_Work to complete:_
Each line in the records below that has the word "ZeroCross" should be copied.

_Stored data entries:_

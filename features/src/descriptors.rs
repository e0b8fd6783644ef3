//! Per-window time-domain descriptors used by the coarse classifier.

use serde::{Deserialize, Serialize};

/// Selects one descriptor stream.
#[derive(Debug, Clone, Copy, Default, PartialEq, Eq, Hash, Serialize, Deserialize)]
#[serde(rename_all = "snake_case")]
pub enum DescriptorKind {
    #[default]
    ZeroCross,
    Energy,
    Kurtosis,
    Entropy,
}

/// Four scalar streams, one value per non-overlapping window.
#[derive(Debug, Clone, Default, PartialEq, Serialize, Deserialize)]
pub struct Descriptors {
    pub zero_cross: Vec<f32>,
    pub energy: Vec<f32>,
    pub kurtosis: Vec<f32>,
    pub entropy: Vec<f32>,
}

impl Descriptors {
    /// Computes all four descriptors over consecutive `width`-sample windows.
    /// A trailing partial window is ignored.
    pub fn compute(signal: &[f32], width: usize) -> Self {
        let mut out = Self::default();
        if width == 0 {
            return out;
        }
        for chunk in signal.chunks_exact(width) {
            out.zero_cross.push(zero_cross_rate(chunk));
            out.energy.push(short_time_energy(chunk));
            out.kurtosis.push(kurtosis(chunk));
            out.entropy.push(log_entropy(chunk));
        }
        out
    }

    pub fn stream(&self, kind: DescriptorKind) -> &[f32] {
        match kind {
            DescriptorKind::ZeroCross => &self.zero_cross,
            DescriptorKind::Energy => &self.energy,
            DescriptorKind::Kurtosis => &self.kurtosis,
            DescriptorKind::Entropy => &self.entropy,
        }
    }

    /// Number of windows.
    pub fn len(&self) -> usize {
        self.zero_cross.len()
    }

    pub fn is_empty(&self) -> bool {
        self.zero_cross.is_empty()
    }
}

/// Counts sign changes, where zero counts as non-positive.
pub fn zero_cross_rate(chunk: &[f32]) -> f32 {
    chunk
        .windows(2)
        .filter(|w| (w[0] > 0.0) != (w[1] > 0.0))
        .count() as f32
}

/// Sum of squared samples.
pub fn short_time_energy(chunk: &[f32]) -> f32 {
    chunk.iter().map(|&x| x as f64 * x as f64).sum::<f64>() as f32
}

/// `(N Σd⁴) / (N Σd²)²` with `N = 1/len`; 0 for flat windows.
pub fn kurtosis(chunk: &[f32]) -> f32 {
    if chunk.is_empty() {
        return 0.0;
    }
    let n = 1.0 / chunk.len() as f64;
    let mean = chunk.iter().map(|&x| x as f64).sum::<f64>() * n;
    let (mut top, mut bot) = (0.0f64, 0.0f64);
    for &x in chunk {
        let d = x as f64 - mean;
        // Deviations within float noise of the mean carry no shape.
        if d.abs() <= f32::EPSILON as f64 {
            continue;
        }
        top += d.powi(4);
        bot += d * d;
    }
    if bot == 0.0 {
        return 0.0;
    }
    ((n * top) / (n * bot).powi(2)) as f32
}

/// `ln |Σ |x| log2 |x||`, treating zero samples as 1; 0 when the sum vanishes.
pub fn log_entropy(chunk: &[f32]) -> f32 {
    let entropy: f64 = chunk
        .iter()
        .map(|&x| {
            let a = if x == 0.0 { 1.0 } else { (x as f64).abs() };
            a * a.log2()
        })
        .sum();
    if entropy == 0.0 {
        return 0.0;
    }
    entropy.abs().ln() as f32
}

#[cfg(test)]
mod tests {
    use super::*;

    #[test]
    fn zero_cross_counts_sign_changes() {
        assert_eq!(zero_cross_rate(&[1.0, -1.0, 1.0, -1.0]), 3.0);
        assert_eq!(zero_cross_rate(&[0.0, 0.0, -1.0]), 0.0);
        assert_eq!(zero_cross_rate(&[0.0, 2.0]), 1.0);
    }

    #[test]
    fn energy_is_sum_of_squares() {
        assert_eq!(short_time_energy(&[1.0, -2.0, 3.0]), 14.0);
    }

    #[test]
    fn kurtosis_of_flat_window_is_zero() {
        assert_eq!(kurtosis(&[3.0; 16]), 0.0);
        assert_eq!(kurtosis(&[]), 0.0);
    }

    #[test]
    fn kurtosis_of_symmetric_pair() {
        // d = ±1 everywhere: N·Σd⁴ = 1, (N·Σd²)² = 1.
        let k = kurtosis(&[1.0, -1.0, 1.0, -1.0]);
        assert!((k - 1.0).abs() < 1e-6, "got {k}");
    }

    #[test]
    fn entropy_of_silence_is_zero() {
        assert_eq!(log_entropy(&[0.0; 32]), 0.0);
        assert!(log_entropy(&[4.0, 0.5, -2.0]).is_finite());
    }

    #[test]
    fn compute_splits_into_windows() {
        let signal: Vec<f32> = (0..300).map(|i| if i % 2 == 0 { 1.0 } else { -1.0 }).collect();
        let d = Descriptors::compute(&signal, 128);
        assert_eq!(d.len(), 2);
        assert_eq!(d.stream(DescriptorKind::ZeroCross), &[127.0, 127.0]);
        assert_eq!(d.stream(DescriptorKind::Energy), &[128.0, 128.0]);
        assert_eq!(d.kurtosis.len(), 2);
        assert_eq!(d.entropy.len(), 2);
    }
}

_Expected output:_
    ZeroCross,
            DescriptorKind::ZeroCross => &self.zero_cross,
        assert_eq!(d.stream(DescriptorKind::ZeroCross), &[127.0, 127.0]);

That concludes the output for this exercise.